Would you please return the lines of the material that contain the word "saturation"?

------

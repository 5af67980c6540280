//! The built-in effect catalog.
//!
//! Every effect is a pure function of an image and a [`ParamSet`]; the set of
//! effects is closed and enumerated by [`EffectKind`].

mod block_shuffle;
mod color;
mod detail;
mod params;
mod raster;
mod shift;
mod transform;
mod warp;

use image::DynamicImage;

pub use params::{ParamSet, ParamValue};
pub use raster::normalize;

/// Coarse grouping used when presenting the catalog.
#[derive(Debug, Clone, Copy, PartialEq, Eq, Hash)]
pub enum EffectGroup {
    Geometry,
    Color,
    Detail,
}

#[derive(Debug, Clone, Copy, PartialEq, Eq, Hash)]
pub enum EffectKind {
    ShiftRowsColumns,
    Warp,
    BlockShuffle,
    RotateFlip,
    Crop,
    Scale,
    HsvAdjust,
    RgbCurves,
    ChannelShuffle,
    Posterize,
    Grain,
    SharpenBlur,
}

impl EffectKind {
    /// Registration order of the built-in catalog.
    pub const ALL: [EffectKind; 12] = [
        EffectKind::ShiftRowsColumns,
        EffectKind::Warp,
        EffectKind::BlockShuffle,
        EffectKind::RotateFlip,
        EffectKind::Crop,
        EffectKind::Scale,
        EffectKind::HsvAdjust,
        EffectKind::RgbCurves,
        EffectKind::ChannelShuffle,
        EffectKind::Posterize,
        EffectKind::Grain,
        EffectKind::SharpenBlur,
    ];

    /// Stable identifier stored in presets.
    pub fn identifier(self) -> &'static str {
        match self {
            EffectKind::ShiftRowsColumns => "ShiftRowsColumns",
            EffectKind::Warp => "Warp",
            EffectKind::BlockShuffle => "BlockShuffle",
            EffectKind::RotateFlip => "RotateFlip",
            EffectKind::Crop => "Crop",
            EffectKind::Scale => "Scale",
            EffectKind::HsvAdjust => "HSVAdjust",
            EffectKind::RgbCurves => "RGBCurves",
            EffectKind::ChannelShuffle => "ChannelShuffle",
            EffectKind::Posterize => "Posterize",
            EffectKind::Grain => "Grain",
            EffectKind::SharpenBlur => "SharpenBlur",
        }
    }

    pub fn from_identifier(id: &str) -> Option<Self> {
        Self::ALL.into_iter().find(|k| k.identifier() == id)
    }

    pub fn name(self) -> &'static str {
        match self {
            EffectKind::ShiftRowsColumns => "Shift Rows/Columns",
            EffectKind::Warp => "Warp",
            EffectKind::BlockShuffle => "Block Shuffle",
            EffectKind::RotateFlip => "Rotate/Flip",
            EffectKind::Crop => "Crop",
            EffectKind::Scale => "Scale",
            EffectKind::HsvAdjust => "HSV Adjust",
            EffectKind::RgbCurves => "RGB Curves",
            EffectKind::ChannelShuffle => "Channel Shuffle",
            EffectKind::Posterize => "Posterize",
            EffectKind::Grain => "Grain",
            EffectKind::SharpenBlur => "Sharpen/Blur",
        }
    }

    pub fn description(self) -> &'static str {
        match self {
            EffectKind::ShiftRowsColumns => {
                "Shifts rows or columns by a smoothly varying random offset."
            }
            EffectKind::Warp => "Displaces pixels through a wave or noise field.",
            EffectKind::BlockShuffle => {
                "Swaps a share of the image tiles while keeping it recognizable."
            }
            EffectKind::RotateFlip => "Rotates by quarter turns and mirrors the image.",
            EffectKind::Crop => "Cuts out a rectangle of the image.",
            EffectKind::Scale => "Resizes the image per axis.",
            EffectKind::HsvAdjust => "Adjusts hue, saturation and brightness.",
            EffectKind::RgbCurves => "Adjusts contrast, gamma and exposure.",
            EffectKind::ChannelShuffle => "Permutes or blends the RGB channels.",
            EffectKind::Posterize => "Reduces the number of tonal levels.",
            EffectKind::Grain => "Adds film-like noise.",
            EffectKind::SharpenBlur => "Sharpens or blurs the image.",
        }
    }

    pub fn group(self) -> EffectGroup {
        match self {
            EffectKind::ShiftRowsColumns
            | EffectKind::Warp
            | EffectKind::BlockShuffle
            | EffectKind::RotateFlip
            | EffectKind::Crop
            | EffectKind::Scale => EffectGroup::Geometry,
            EffectKind::HsvAdjust
            | EffectKind::RgbCurves
            | EffectKind::ChannelShuffle
            | EffectKind::Posterize => EffectGroup::Color,
            EffectKind::Grain | EffectKind::SharpenBlur => EffectGroup::Detail,
        }
    }

    pub fn default_params(self) -> ParamSet {
        match self {
            EffectKind::ShiftRowsColumns => shift::default_params(),
            EffectKind::Warp => warp::default_params(),
            EffectKind::BlockShuffle => block_shuffle::default_params(),
            EffectKind::RotateFlip => transform::rotate_flip_defaults(),
            EffectKind::Crop => transform::crop_defaults(),
            EffectKind::Scale => transform::scale_defaults(),
            EffectKind::HsvAdjust => color::hsv_defaults(),
            EffectKind::RgbCurves => color::curves_defaults(),
            EffectKind::ChannelShuffle => color::channel_shuffle_defaults(),
            EffectKind::Posterize => color::posterize_defaults(),
            EffectKind::Grain => detail::grain_defaults(),
            EffectKind::SharpenBlur => detail::sharpen_blur_defaults(),
        }
    }

    /// Runs the effect. The input is never modified; out-of-range parameters
    /// are clamped rather than rejected.
    pub fn apply(self, img: &DynamicImage, params: &ParamSet) -> anyhow::Result<DynamicImage> {
        let out = match self {
            EffectKind::ShiftRowsColumns => shift::apply(img, params),
            EffectKind::Warp => warp::apply(img, params),
            EffectKind::BlockShuffle => block_shuffle::apply(img, params),
            EffectKind::RotateFlip => transform::rotate_flip(img, params),
            EffectKind::Crop => transform::crop(img, params),
            EffectKind::Scale => transform::scale(img, params),
            EffectKind::HsvAdjust => color::hsv_adjust(img, params),
            EffectKind::RgbCurves => color::rgb_curves(img, params),
            EffectKind::ChannelShuffle => color::channel_shuffle(img, params),
            EffectKind::Posterize => color::posterize(img, params),
            EffectKind::Grain => detail::grain(img, params),
            EffectKind::SharpenBlur => detail::sharpen_blur(img, params),
        };
        let normalized = matches!(img, DynamicImage::ImageRgb8(_) | DynamicImage::ImageLuma8(_));
        anyhow::ensure!(
            !normalized || out.color() == img.color(),
            "{} changed the pixel layout",
            self.identifier()
        );
        Ok(out)
    }

    /// Deterministically perturbs `params`; keys the randomizer does not own
    /// are carried over.
    pub fn randomize(self, params: &ParamSet, seed: u64) -> ParamSet {
        match self {
            EffectKind::ShiftRowsColumns => shift::randomize(params, seed),
            EffectKind::Warp => warp::randomize(params, seed),
            EffectKind::BlockShuffle => block_shuffle::randomize(params, seed),
            EffectKind::RotateFlip => transform::randomize_rotate_flip(params, seed),
            EffectKind::Crop => transform::randomize_crop(params, seed),
            EffectKind::Scale => transform::randomize_scale(params, seed),
            EffectKind::HsvAdjust => color::randomize_hsv(params, seed),
            EffectKind::RgbCurves => color::randomize_curves(params, seed),
            EffectKind::ChannelShuffle => color::randomize_channel_shuffle(params, seed),
            EffectKind::Posterize => color::randomize_posterize(params, seed),
            EffectKind::Grain => detail::randomize_grain(params, seed),
            EffectKind::SharpenBlur => detail::randomize_sharpen_blur(params, seed),
        }
    }

    /// The parameter a single "intensity" control would drive, if any.
    pub fn intensity_param(self) -> Option<&'static str> {
        match self {
            EffectKind::ShiftRowsColumns => Some("max_shift"),
            EffectKind::Warp => Some("amount"),
            EffectKind::BlockShuffle => Some("shuffle_strength"),
            EffectKind::HsvAdjust => Some("saturation"),
            EffectKind::RgbCurves => Some("contrast"),
            EffectKind::Posterize => Some("levels"),
            EffectKind::Grain => Some("amount"),
            EffectKind::SharpenBlur => Some("blur_sigma"),
            EffectKind::RotateFlip
            | EffectKind::Crop
            | EffectKind::Scale
            | EffectKind::ChannelShuffle => None,
        }
    }
}

/// Set of effects available for lookup by identifier.
#[derive(Debug, Clone)]
pub struct Catalog {
    kinds: Vec<EffectKind>,
}

impl Catalog {
    pub fn builtin() -> Self {
        Self::from_kinds(EffectKind::ALL)
    }

    /// A restricted catalog. Duplicates are dropped, first occurrence wins.
    pub fn from_kinds(kinds: impl IntoIterator<Item = EffectKind>) -> Self {
        let mut out = Vec::new();
        for kind in kinds {
            if !out.contains(&kind) {
                out.push(kind);
            }
        }
        Self { kinds: out }
    }

    pub fn get(&self, identifier: &str) -> Option<EffectKind> {
        self.kinds
            .iter()
            .copied()
            .find(|k| k.identifier() == identifier)
    }

    pub fn iter(&self) -> impl Iterator<Item = EffectKind> + '_ {
        self.kinds.iter().copied()
    }

    pub fn len(&self) -> usize {
        self.kinds.len()
    }

    pub fn is_empty(&self) -> bool {
        self.kinds.is_empty()
    }

    pub fn group(&self, group: EffectGroup) -> Vec<EffectKind> {
        self.iter().filter(|k| k.group() == group).collect()
    }
}

impl Default for Catalog {
    fn default() -> Self {
        Self::builtin()
    }
}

------

▸ OUTPUT OF THE TASK
            EffectKind::HsvAdjust => "Adjusts hue, saturation and brightness.",
            EffectKind::HsvAdjust => Some("saturation"),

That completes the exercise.